--- RECORDS Enclosed Below ---

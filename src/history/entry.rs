//! Immutable history entries.

use chrono::{DateTime, Utc};

use crate::layer::{Layer, LayerId};

use super::classifier::{ActionType, Classification};

/// One snapshot of the composition, labelled with the edit that produced it.
///
/// Entries own a deep copy of the layers so later edits to the live
/// collection never bleed into history.
#[derive(Debug, Clone, PartialEq)]
pub struct HistoryEntry {
    id: u64,
    timestamp: DateTime<Utc>,
    action: ActionType,
    description: String,
    layers: Vec<Layer>,
    selected: Option<LayerId>,
}

impl HistoryEntry {
    pub(super) fn new(
        id: u64,
        classification: Classification,
        layers: Vec<Layer>,
        selected: Option<LayerId>,
    ) -> Self {
        Self {
            id,
            timestamp: Utc::now(),
            action: classification.action,
            description: classification.description,
            layers,
            selected,
        }
    }

    pub(super) fn initial(id: u64, layers: Vec<Layer>, selected: Option<LayerId>) -> Self {
        Self::new(
            id,
            Classification {
                action: ActionType::Initial,
                description: "Initial state".to_string(),
            },
            layers,
            selected,
        )
    }

    pub fn id(&self) -> u64 {
        self.id
    }

    pub fn timestamp(&self) -> DateTime<Utc> {
        self.timestamp
    }

    pub fn action(&self) -> ActionType {
        self.action
    }

    pub fn description(&self) -> &str {
        &self.description
    }

    pub fn layers(&self) -> &[Layer] {
        &self.layers
    }

    pub fn selected(&self) -> Option<&str> {
        self.selected.as_deref()
    }

    /// `"<icon> <description>"` for history lists
    pub fn label(&self) -> String {
        format!("{} {}", self.action.icon(), self.description)
    }
}
//! Layer entity types.

use serde::{Deserialize, Serialize};

use crate::constants::{DEFAULT_FONT_SIZE, DEFAULT_IMAGE_SIZE, DEFAULT_SHAPE_SIZE, DEFAULT_TEXT_SIZE};

/// Stable layer identifier
pub type LayerId = String;

/// Generate a fresh layer identifier
pub fn new_layer_id() -> LayerId {
    uuid::Uuid::new_v4().to_string()
}

/// Discriminant of a [`Layer`]
#[derive(Debug, Clone, Copy, PartialEq, Eq, Hash, Serialize, Deserialize)]
#[serde(rename_all = "lowercase")]
pub enum LayerKind {
    Text,
    Image,
    Shape,
}

impl LayerKind {
    pub fn as_str(&self) -> &'static str {
        match self {
            LayerKind::Text => "text",
            LayerKind::Image => "image",
            LayerKind::Shape => "shape",
        }
    }
}

/// Fields shared by every layer variant
#[derive(Debug, Clone, PartialEq, Serialize, Deserialize)]
#[serde(rename_all = "camelCase")]
pub struct LayerBase {
    pub id: LayerId,
    pub name: String,
    #[serde(default = "default_true")]
    pub visible: bool,
    #[serde(default)]
    pub locked: bool,
    pub x: f64,
    pub y: f64,
    pub width: f64,
    pub height: f64,
    /// Degrees, only meaningful modulo 360
    #[serde(default)]
    pub rotation: f64,
    #[serde(default)]
    pub z_index: i32,
    /// 0.0 to 1.0, absent means fully opaque
    #[serde(default, skip_serializing_if = "Option::is_none")]
    pub opacity: Option<f64>,
}

fn default_true() -> bool {
    true
}

impl LayerBase {
    /// Base with a fresh id at the origin, rotation 0 and stacking index 0.
    pub fn new(name: impl Into<String>, width: f64, height: f64) -> Self {
        Self {
            id: new_layer_id(),
            name: name.into(),
            visible: true,
            locked: false,
            x: 0.0,
            y: 0.0,
            width,
            height,
            rotation: 0.0,
            z_index: 0,
            opacity: None,
        }
    }

    /// Opacity with the implicit default applied
    pub fn effective_opacity(&self) -> f64 {
        self.opacity.unwrap_or(1.0)
    }
}

/// Linear gradient fill for text
#[derive(Debug, Clone, PartialEq, Serialize, Deserialize)]
#[serde(rename_all = "camelCase")]
pub struct TextGradient {
    /// Direction in degrees
    pub angle: f64,
    pub stops: Vec<GradientStop>,
}

#[derive(Debug, Clone, PartialEq, Serialize, Deserialize)]
#[serde(rename_all = "camelCase")]
pub struct GradientStop {
    pub color: String,
    /// Position along the gradient, 0.0 to 1.0
    pub offset: f64,
}

#[derive(Debug, Clone, PartialEq, Serialize, Deserialize)]
#[serde(rename_all = "camelCase")]
pub struct TextLayer {
    #[serde(flatten)]
    pub base: LayerBase,
    pub text: String,
    pub color: String,
    pub font_size: f64,
    #[serde(default, skip_serializing_if = "Option::is_none")]
    pub font_family: Option<String>,
    #[serde(default, skip_serializing_if = "Option::is_none")]
    pub font_weight: Option<String>,
    #[serde(default, skip_serializing_if = "Option::is_none")]
    pub font_style: Option<String>,
    #[serde(default, skip_serializing_if = "Option::is_none")]
    pub text_decoration: Option<String>,
    /// Serialized CSS-like shadow, see [`crate::codec::decode_shadow`]
    #[serde(default, skip_serializing_if = "Option::is_none")]
    pub shadow: Option<String>,
    #[serde(default, skip_serializing_if = "Option::is_none")]
    pub letter_spacing: Option<f64>,
    #[serde(default, skip_serializing_if = "Option::is_none")]
    pub stroke_width: Option<f64>,
    #[serde(default, skip_serializing_if = "Option::is_none")]
    pub stroke_color: Option<String>,
    #[serde(default, skip_serializing_if = "Option::is_none")]
    pub gradient: Option<TextGradient>,
}

impl TextLayer {
    pub fn new(name: impl Into<String>, text: impl Into<String>) -> Self {
        let (width, height) = DEFAULT_TEXT_SIZE;
        Self {
            base: LayerBase::new(name, width, height),
            text: text.into(),
            color: "#ffffff".to_string(),
            font_size: DEFAULT_FONT_SIZE,
            font_family: None,
            font_weight: None,
            font_style: None,
            text_decoration: None,
            shadow: None,
            letter_spacing: None,
            stroke_width: None,
            stroke_color: None,
            gradient: None,
        }
    }
}

/// Image adjustments, stored and compared but never interpreted by the engine.
///
/// Percentages follow CSS filter conventions: 100 is neutral for
/// brightness/contrast/saturation, 0 is neutral for everything else.
#[derive(Debug, Clone, PartialEq, Serialize, Deserialize)]
#[serde(rename_all = "camelCase", default)]
pub struct ImageFilters {
    pub brightness: f64,
    pub contrast: f64,
    pub saturation: f64,
    pub blur: f64,
    pub grayscale: f64,
    pub sepia: f64,
    pub hue_rotate: f64,
}

impl Default for ImageFilters {
    fn default() -> Self {
        Self {
            brightness: 100.0,
            contrast: 100.0,
            saturation: 100.0,
            blur: 0.0,
            grayscale: 0.0,
            sepia: 0.0,
            hue_rotate: 0.0,
        }
    }
}

impl ImageFilters {
    /// True when every adjustment is at its neutral value
    pub fn is_neutral(&self) -> bool {
        *self == Self::default()
    }
}

#[derive(Debug, Clone, PartialEq, Serialize, Deserialize)]
#[serde(rename_all = "camelCase")]
pub struct ImageLayer {
    #[serde(flatten)]
    pub base: LayerBase,
    /// Image reference, absent until the bytes resolve
    pub src: Option<String>,
    /// Background images cover the whole canvas instead of being contained
    #[serde(default, skip_serializing_if = "Option::is_none")]
    pub is_background: Option<bool>,
    #[serde(default, skip_serializing_if = "Option::is_none")]
    pub filters: Option<ImageFilters>,
}

impl ImageLayer {
    pub fn new(name: impl Into<String>, src: Option<String>) -> Self {
        let (width, height) = DEFAULT_IMAGE_SIZE;
        Self {
            base: LayerBase::new(name, width, height),
            src,
            is_background: None,
            filters: None,
        }
    }

    pub fn is_background(&self) -> bool {
        self.is_background.unwrap_or(false)
    }
}

#[derive(Debug, Clone, PartialEq, Serialize, Deserialize)]
#[serde(rename_all = "camelCase")]
pub struct ShapeLayer {
    #[serde(flatten)]
    pub base: LayerBase,
    /// Key into the shape catalog, see [`super::shape_info`]
    pub shape_type: String,
    #[serde(default, skip_serializing_if = "Option::is_none")]
    pub fill_color: Option<String>,
    #[serde(default, skip_serializing_if = "Option::is_none")]
    pub border_color: Option<String>,
    #[serde(default, skip_serializing_if = "Option::is_none")]
    pub border_width: Option<f64>,
}

impl ShapeLayer {
    pub fn new(name: impl Into<String>, shape_type: impl Into<String>) -> Self {
        let (width, height) = DEFAULT_SHAPE_SIZE;
        Self {
            base: LayerBase::new(name, width, height),
            shape_type: shape_type.into(),
            fill_color: None,
            border_color: None,
            border_width: None,
        }
    }
}

/// One addressable visual object on the canvas
#[derive(Debug, Clone, PartialEq, Serialize, Deserialize)]
#[serde(tag = "type", rename_all = "lowercase")]
pub enum Layer {
    Text(TextLayer),
    Image(ImageLayer),
    Shape(ShapeLayer),
}

impl Layer {
    /// New text layer with a generated id
    pub fn text(name: impl Into<String>, text: impl Into<String>) -> Self {
        Self::Text(TextLayer::new(name, text))
    }

    /// New image layer with a generated id; `src` may be unresolved
    pub fn image(name: impl Into<String>, src: Option<String>) -> Self {
        Self::Image(ImageLayer::new(name, src))
    }

    /// New shape layer with a generated id
    pub fn shape(name: impl Into<String>, shape_type: impl Into<String>) -> Self {
        Self::Shape(ShapeLayer::new(name, shape_type))
    }

    pub fn kind(&self) -> LayerKind {
        match self {
            Self::Text(_) => LayerKind::Text,
            Self::Image(_) => LayerKind::Image,
            Self::Shape(_) => LayerKind::Shape,
        }
    }

    pub fn base(&self) -> &LayerBase {
        match self {
            Self::Text(layer) => &layer.base,
            Self::Image(layer) => &layer.base,
            Self::Shape(layer) => &layer.base,
        }
    }

    pub fn base_mut(&mut self) -> &mut LayerBase {
        match self {
            Self::Text(layer) => &mut layer.base,
            Self::Image(layer) => &mut layer.base,
            Self::Shape(layer) => &mut layer.base,
        }
    }

    pub fn id(&self) -> &str {
        &self.base().id
    }

    pub fn name(&self) -> &str {
        &self.base().name
    }

    pub fn z_index(&self) -> i32 {
        self.base().z_index
    }

    pub fn is_text(&self) -> bool {
        matches!(self, Self::Text(_))
    }

    pub fn is_image(&self) -> bool {
        matches!(self, Self::Image(_))
    }

    pub fn is_shape(&self) -> bool {
        matches!(self, Self::Shape(_))
    }

    pub fn as_text(&self) -> Option<&TextLayer> {
        match self {
            Self::Text(layer) => Some(layer),
            _ => None,
        }
    }

    pub fn as_text_mut(&mut self) -> Option<&mut TextLayer> {
        match self {
            Self::Text(layer) => Some(layer),
            _ => None,
        }
    }

    pub fn as_image(&self) -> Option<&ImageLayer> {
        match self {
            Self::Image(layer) => Some(layer),
            _ => None,
        }
    }

    pub fn as_image_mut(&mut self) -> Option<&mut ImageLayer> {
        match self {
            Self::Image(layer) => Some(layer),
            _ => None,
        }
    }

    pub fn as_shape(&self) -> Option<&ShapeLayer> {
        match self {
            Self::Shape(layer) => Some(layer),
            _ => None,
        }
    }

    pub fn as_shape_mut(&mut self) -> Option<&mut ShapeLayer> {
        match self {
            Self::Shape(layer) => Some(layer),
            _ => None,
        }
    }

    /// Copy of this layer under a fresh id, named "<name> copy"
    pub fn duplicate(&self) -> Self {
        let mut copy = self.clone();
        let base = copy.base_mut();
        base.id = new_layer_id();
        base.name = format!("{} copy", base.name);
        copy
    }
}

impl From<TextLayer> for Layer {
    fn from(layer: TextLayer) -> Self {
        Self::Text(layer)
    }
}

impl From<ImageLayer> for Layer {
    fn from(layer: ImageLayer) -> Self {
        Self::Image(layer)
    }
}

impl From<ShapeLayer> for Layer {
    fn from(layer: ShapeLayer) -> Self {
        Self::Shape(layer)
    }
}
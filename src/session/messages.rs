//! Message types for driving the editor session.

use bevy::prelude::*;

use crate::history::ActionType;
use crate::image_pipeline::ImageSource;
use crate::layer::{ImageFilters, Layer, LayerId};

use super::state::{ReorderDirection, SessionError};

/// An edit requested by the composition surface
#[derive(Message, Debug, Clone)]
pub enum LayerCommand {
    Add(Layer),
    /// Replace a layer wholesale; matched by id
    Update(Layer),
    Move { id: LayerId, x: f64, y: f64 },
    Resize { id: LayerId, width: f64, height: f64 },
    Rotate { id: LayerId, degrees: f64 },
    SetText { id: LayerId, text: String },
    SetOpacity { id: LayerId, opacity: f64 },
    SetFilters { id: LayerId, filters: Option<ImageFilters> },
    Delete { id: LayerId },
    Duplicate { id: LayerId },
    Reorder { id: LayerId, direction: ReorderDirection },
    Select { id: Option<LayerId> },
}

#[derive(Message)]
pub struct UndoRequest;

#[derive(Message)]
pub struct RedoRequest;

/// Message to restore an arbitrary history entry (history panel click)
#[derive(Message)]
pub struct JumpToHistoryRequest {
    pub index: usize,
}

/// Message to import an image as a new layer once it has been normalized
#[derive(Message, Debug, Clone)]
pub struct ImportImageRequest {
    pub source: ImageSource,
    pub name: String,
    /// Cover the whole canvas and sit below every other layer
    pub is_background: bool,
}

/// Sent after a committed edit
#[derive(Message, Debug, Clone)]
pub struct HistoryCommitted {
    pub entry_id: u64,
    pub action: ActionType,
    pub description: String,
}

/// Sent after undo, redo or a history jump replaced the live composition
#[derive(Message, Debug, Clone)]
pub struct SnapshotRestored {
    pub cursor: usize,
    pub action: ActionType,
    pub description: String,
}

/// Sent when a [`LayerCommand`] was refused
#[derive(Message, Debug, Clone)]
pub struct LayerCommandFailed {
    pub error: SessionError,
}

/// Sent when an imported image could not be decoded; the user may retry
#[derive(Message, Debug, Clone)]
pub struct ImageImportFailed {
    pub name: String,
    pub reason: String,
}
//! Image normalization pipeline.
//!
//! Turns arbitrary raw image sources into bounded, quality-limited previews
//! before an image layer is committed.
//!
//! ## Module Structure
//!
//! - [`calculations`] - Pure dimension math (fitting, canvas placement)
//! - [`normalize`] - Decoding, resizing and JPEG re-encoding

mod calculations;
mod normalize;


pub use calculations::{Placement, fit_within, place_image_layer};
pub use normalize::{
    ImageDecodeError, ImageSource, NormalizedImage, image_dimensions, normalize_image,
};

--- End of Enclosed RECORDS ---

• **WHAT YOU WILL DO**
Taking every line of the records in turn, count the ones holding "saturation", and state nothing but the number.

• **YOUR SOLUTION**
3